Defining the Humanities: Normativity

However, these are also significant points of divergence, since Castoriadis considers imagination creative and radical, while Ricoeur considers it more interpretative. Moreover, Castoriadis considers the self-institution of society an ex nihilo creation of a proper world, while for Ricoeur it is an interpretation of a given, though not fixed, world horizon. Castoriadis insists on the project of individual and social autonomy through democratic social transformation, and the possibility of actually overcoming heteronomy.

Their encounter occurred after Castoriadis had broken with Marxism and turned to psychoanalysis and ontology. He had accused Marx of adopting essential elements of the dominant capitalist worldview, such as scientific rationalism, the predominance of the economy, and dominance over nature. Then he undertook the task to combine action and theory within the praxis of autonomy beyond Marxist dialectics, while his main philosophical ideas such as autonomy, and his emphasis on the creativity of the instituting imaginary in and through the activity of an anonymous collective, first appear in that political context [3].

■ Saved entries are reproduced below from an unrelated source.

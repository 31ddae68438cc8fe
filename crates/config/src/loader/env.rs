//! Environment variable parsing for configuration.
//!
//! Responsibilities:
//! - Read and parse `SAVESEARCH_*` environment variables.
//! - Apply environment variable values to a ConfigLoader instance.
//!
//! Does NOT handle:
//! - Building the final Config (see builder.rs).
//! - .env file loading (handled by ConfigLoader::load_dotenv).
//!
//! Invariants:
//! - Empty or whitespace-only environment variables are treated as unset.
//! - Returned values are trimmed (leading/trailing whitespace removed).
//! - Invalid numeric values return ConfigError::InvalidValue.

use secrecy::SecretString;
use std::path::PathBuf;
use std::time::Duration;

use super::builder::ConfigLoader;
use super::error::ConfigError;
use crate::constants::MAX_MAX_RETRIES;

pub const ENV_BASE_URL: &str = "SAVESEARCH_BASE_URL";
pub const ENV_API_TOKEN: &str = "SAVESEARCH_API_TOKEN";
pub const ENV_SKIP_VERIFY: &str = "SAVESEARCH_SKIP_VERIFY";
pub const ENV_TIMEOUT: &str = "SAVESEARCH_TIMEOUT";
pub const ENV_MAX_RETRIES: &str = "SAVESEARCH_MAX_RETRIES";
pub const ENV_MESSAGES_PATH: &str = "SAVESEARCH_MESSAGES_PATH";

/// Read an environment variable, returning None if unset, empty, or whitespace-only.
/// Returns the trimmed value if present.
pub fn env_var_or_none(key: &str) -> Option<String> {
    std::env::var(key).ok().and_then(|s| {
        let trimmed = s.trim();
        if trimmed.is_empty() {
            None
        } else if trimmed.len() == s.len() {
            Some(s)
        } else {
            Some(trimmed.to_string())
        }
    })
}

/// Apply environment variable configuration to the loader.
pub fn apply_env(loader: &mut ConfigLoader) -> Result<(), ConfigError> {
    if let Some(url) = env_var_or_none(ENV_BASE_URL) {
        loader.set_base_url(Some(url));
    }
    if let Some(token) = env_var_or_none(ENV_API_TOKEN) {
        loader.set_api_token(Some(SecretString::new(token.into())));
    }
    if let Some(skip) = env_var_or_none(ENV_SKIP_VERIFY) {
        loader.set_skip_verify(Some(skip.parse().map_err(|_| {
            ConfigError::InvalidValue {
                var: ENV_SKIP_VERIFY.to_string(),
                message: "must be true or false".to_string(),
            }
        })?));
    }
    if let Some(timeout) = env_var_or_none(ENV_TIMEOUT) {
        let secs: u64 = timeout.parse().map_err(|_| ConfigError::InvalidValue {
            var: ENV_TIMEOUT.to_string(),
            message: "must be a number".to_string(),
        })?;
        loader.set_timeout(Some(Duration::from_secs(secs)));
    }
    if let Some(retries) = env_var_or_none(ENV_MAX_RETRIES) {
        let value: usize = retries.parse().map_err(|_| ConfigError::InvalidValue {
            var: ENV_MAX_RETRIES.to_string(),
            message: "must be a non-negative integer".to_string(),
        })?;
        if value > MAX_MAX_RETRIES {
            return Err(ConfigError::InvalidMaxRetries {
                message: format!("must be between 0 and {} (got {})", MAX_MAX_RETRIES, value),
            });
        }
        loader.set_max_retries(Some(value));
    }
    if let Some(path) = env_var_or_none(ENV_MESSAGES_PATH) {
        loader.set_messages_path(Some(PathBuf::from(path)));
    }
    Ok(())
}
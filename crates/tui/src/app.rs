//! Application state and rendering.
//!
//! The module is organized into submodules:
//! - `save_search`: the save-search dialog state machine
//! - `actions`: applying async results to state
//! - `input`: keyboard handling for the main screen
//! - `popups`: keyboard handling inside the dialog
//! - `mouse`: mouse hit-testing
//! - `render`: frame layout and drawing

pub mod save_search;

mod actions;
mod input;
mod mouse;
mod popups;
mod render;

pub use save_search::{
    HIDDEN_CLASS, ModalVisibility, OnSave, SaveSearchModal, SubmissionState, ValidationError,
};

use ratatui::layout::Rect;
use savesearch_client::SavedSearchCreated;
use savesearch_config::{Messages, Theme};

use crate::ui::popup::ModalHitAreas;

/// Height of the header row.
pub const HEADER_HEIGHT: u16 = 1;

/// Height of the footer row.
pub const FOOTER_HEIGHT: u16 = 1;

/// Connection details shown in the header.
#[derive(Debug, Clone, Default)]
pub struct ConnectionContext {
    /// Base URL of the server
    pub base_url: String,
    /// Whether a session token is configured
    pub signed_in: bool,
}

/// Main application state.
pub struct App {
    pub save_search: SaveSearchModal,
    /// The search query the dialog saves.
    pub search_input: String,
    /// Searches saved during this session, newest last.
    pub saved_searches: Vec<SavedSearchCreated>,
    pub loading: bool,
    /// Display text of the most recent save failure.
    pub last_error: Option<String>,
    pub messages: Messages,
    pub theme: Theme,
    pub connection: ConnectionContext,
    pub mouse_enabled: bool,

    // Layout captured during the last render, used for mouse hit-testing.
    pub last_area: Rect,
    pub(crate) toggle_area: Rect,
    pub(crate) modal_hits: Option<ModalHitAreas>,
}

impl App {
    /// Create the application.
    ///
    /// `on_save` is invoked once for every search the dialog saves successfully.
    pub fn new(connection: ConnectionContext, messages: Messages, on_save: Option<OnSave>) -> Self {
        Self {
            save_search: SaveSearchModal::new(on_save),
            search_input: String::new(),
            saved_searches: Vec::new(),
            loading: false,
            last_error: None,
            messages,
            theme: Theme::default(),
            connection,
            mouse_enabled: true,
            last_area: Rect::default(),
            toggle_area: Rect::default(),
            modal_hits: None,
        }
    }

    /// Screen region of the toggle control from the last render.
    pub fn toggle_area(&self) -> Rect {
        self.toggle_area
    }

    /// Screen regions of the dialog controls from the last render, if shown.
    pub fn modal_hit_areas(&self) -> Option<ModalHitAreas> {
        self.modal_hits
    }
}
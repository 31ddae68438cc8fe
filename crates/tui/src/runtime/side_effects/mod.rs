//! Async side effect handlers for TUI actions.
//!
//! Responsibilities:
//! - Run saves triggered by the dialog without blocking the UI.
//! - Send results back via the action channel for state updates.
//!
//! Does NOT handle:
//! - Direct application state modification (sends actions to do that).
//! - UI rendering or terminal management.
//!
//! Invariants:
//! - Every save runs in its own tokio task.
//! - Every `Loading(true)` is followed by exactly one `SearchSaved`.
//! - The session is read when the save starts, not when the dialog opened.

mod dispatcher;
mod searches;
mod types;

pub use dispatcher::handle_side_effects;
pub use types::{SharedOperation, SharedSession, SideEffectContext};
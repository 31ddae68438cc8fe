//! Tests for the configuration loader.
//!
//! Invariants:
//! - Tests that touch process environment use `serial_test` plus `env_lock()`.
//! - Temporary directories are cleaned up automatically via `tempfile`.

use std::sync::Mutex;

pub mod basic_tests;

/// Returns the global test lock for environment variable isolation.
pub fn env_lock() -> &'static Mutex<()> {
    crate::test_util::global_test_lock()
}
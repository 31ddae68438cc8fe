//! Saved search creation endpoint.

use reqwest::Client;
use secrecy::{ExposeSecret, SecretString};
use tracing::debug;

use savesearch_config::constants::SAVED_SEARCHES_PATH;

use crate::endpoints::send_request_with_retry;
use crate::error::{ClientError, Result};
use crate::metrics::MetricsCollector;
use crate::models::{SaveSearchRequest, SaveSearchResponse, SavedSearchCreated};

/// Create a saved search.
///
/// Sends `POST {base_url}/services/saved/searches?output_mode=json` with the
/// name and query as form fields and the token as a bearer credential.
pub async fn create_saved_search(
    client: &Client,
    base_url: &str,
    token: &SecretString,
    request: &SaveSearchRequest,
    max_retries: usize,
    metrics: Option<&MetricsCollector>,
) -> Result<SavedSearchCreated> {
    debug!(name_chars = request.name.chars().count(), "Creating saved search");

    let url = format!("{}{}", base_url, SAVED_SEARCHES_PATH);
    let form = [
        ("name", request.name.as_str()),
        ("search", request.search.as_str()),
    ];

    let builder = client
        .post(&url)
        .bearer_auth(token.expose_secret())
        .query(&[("output_mode", "json")])
        .form(&form);

    let response = send_request_with_retry(
        builder,
        max_retries,
        SAVED_SEARCHES_PATH,
        "POST",
        metrics,
    )
    .await?;

    let body = response.text().await?;
    let parsed: SaveSearchResponse = serde_json::from_str(&body).map_err(|e| {
        ClientError::InvalidResponse(format!("Failed to parse saved search response: {}", e))
    })?;

    parsed.into_created(&request.name)
}
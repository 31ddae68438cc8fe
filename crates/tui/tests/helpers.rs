//! Test helpers for TUI testing.
//!
//! Keyboard/mouse event constructors, app fixtures and a TestBackend
//! renderer that returns the screen as text.

#![allow(dead_code)]

use crossterm::event::{KeyCode, KeyEvent, KeyModifiers, MouseButton, MouseEvent, MouseEventKind};
use ratatui::{Terminal, backend::TestBackend, layout::Rect};
use savesearch_client::SavedSearchCreated;
use savesearch_config::Messages;
use savesearch_tui::{Action, App, ConnectionContext};
use std::sync::{Arc, Mutex};

/// Create a character key event.
pub fn key(c: char) -> KeyEvent {
    KeyEvent::new(KeyCode::Char(c), KeyModifiers::NONE)
}

/// Create a Ctrl+<c> key event.
pub fn ctrl_key(c: char) -> KeyEvent {
    KeyEvent::new(KeyCode::Char(c), KeyModifiers::CONTROL)
}

/// Create an Enter key event.
pub fn enter_key() -> KeyEvent {
    KeyEvent::new(KeyCode::Enter, KeyModifiers::NONE)
}

/// Create an Escape key event.
pub fn esc_key() -> KeyEvent {
    KeyEvent::new(KeyCode::Esc, KeyModifiers::NONE)
}

/// Create a Tab key event.
pub fn tab_key() -> KeyEvent {
    KeyEvent::new(KeyCode::Tab, KeyModifiers::NONE)
}

/// Create a left-button press at the given cell.
pub fn left_click(column: u16, row: u16) -> MouseEvent {
    MouseEvent {
        kind: MouseEventKind::Down(MouseButton::Left),
        column,
        row,
        modifiers: KeyModifiers::NONE,
    }
}

/// Left click in the middle of `area`.
pub fn click_center(area: Rect) -> MouseEvent {
    left_click(area.x + area.width / 2, area.y + area.height / 2)
}

/// Feed every character of `text` to the app as key presses.
pub fn type_text(app: &mut App, text: &str) -> Vec<Action> {
    text.chars().filter_map(|c| app.handle_input(key(c))).collect()
}

/// App whose `on_save` callback records every saved search.
pub fn recording_app() -> (App, Arc<Mutex<Vec<SavedSearchCreated>>>) {
    let calls = Arc::new(Mutex::new(Vec::new()));
    let sink = calls.clone();
    let app = App::new(
        ConnectionContext {
            base_url: "http://localhost:8089".to_string(),
            signed_in: true,
        },
        Messages::keys(),
        Some(Box::new(move |created: &SavedSearchCreated| {
            sink.lock().unwrap().push(created.clone());
        })),
    );
    (app, calls)
}

pub fn test_terminal() -> Terminal<TestBackend> {
    Terminal::new(TestBackend::new(80, 24)).expect("test terminal")
}

/// Draw a frame and return the screen contents, one line per row.
pub fn render(app: &mut App, terminal: &mut Terminal<TestBackend>) -> String {
    terminal.draw(|f| app.render(f)).expect("draw");
    let buffer = terminal.backend().buffer();
    let area = buffer.area;
    let mut out = String::new();
    for y in area.top()..area.bottom() {
        for x in area.left()..area.right() {
            out.push_str(buffer[(x, y)].symbol());
        }
        out.push('\n');
    }
    out
}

Thus, while Ricoeur presented his own critique of Marx during his Chicago lectures, Castoriadis moved on to a critique of the western philosophical tradition more generally. On that theoretical ground rationalistic or tautological philosophical systems that try to reduce ontological multiplicity to some transcendent uniformity and temporal becoming to static eternity are constructed.

Castoriadis claims that this leads traditional philosophy to obscure the inseparable connection between society and history, existence and temporality and to negate ontological creativity and time itself. Without the acknowledgment of ontological creativity and historical relativity, he argues, we cannot understand how human activity transforms the world and how society creates its own history. This means that the creation of new forms or beings cannot be reduced to previous conditions, such is the emergence of life.

Traditional ontology aspires to reduce the plurality of beings, ontological multiplicity, to a single unified Being or principle. However, Castoriadis claims that there are ontological levels or strata that cannot be reduced to a single principle or to each other, such as the natural physical stratum, the living being, the human psyche and the social-historical, each with unique attributes that constitute different proper worlds.

Time is the emergence of alterity, the creation and destruction of new forms, and both the tautological and the creative dimensions are interwoven within time and space.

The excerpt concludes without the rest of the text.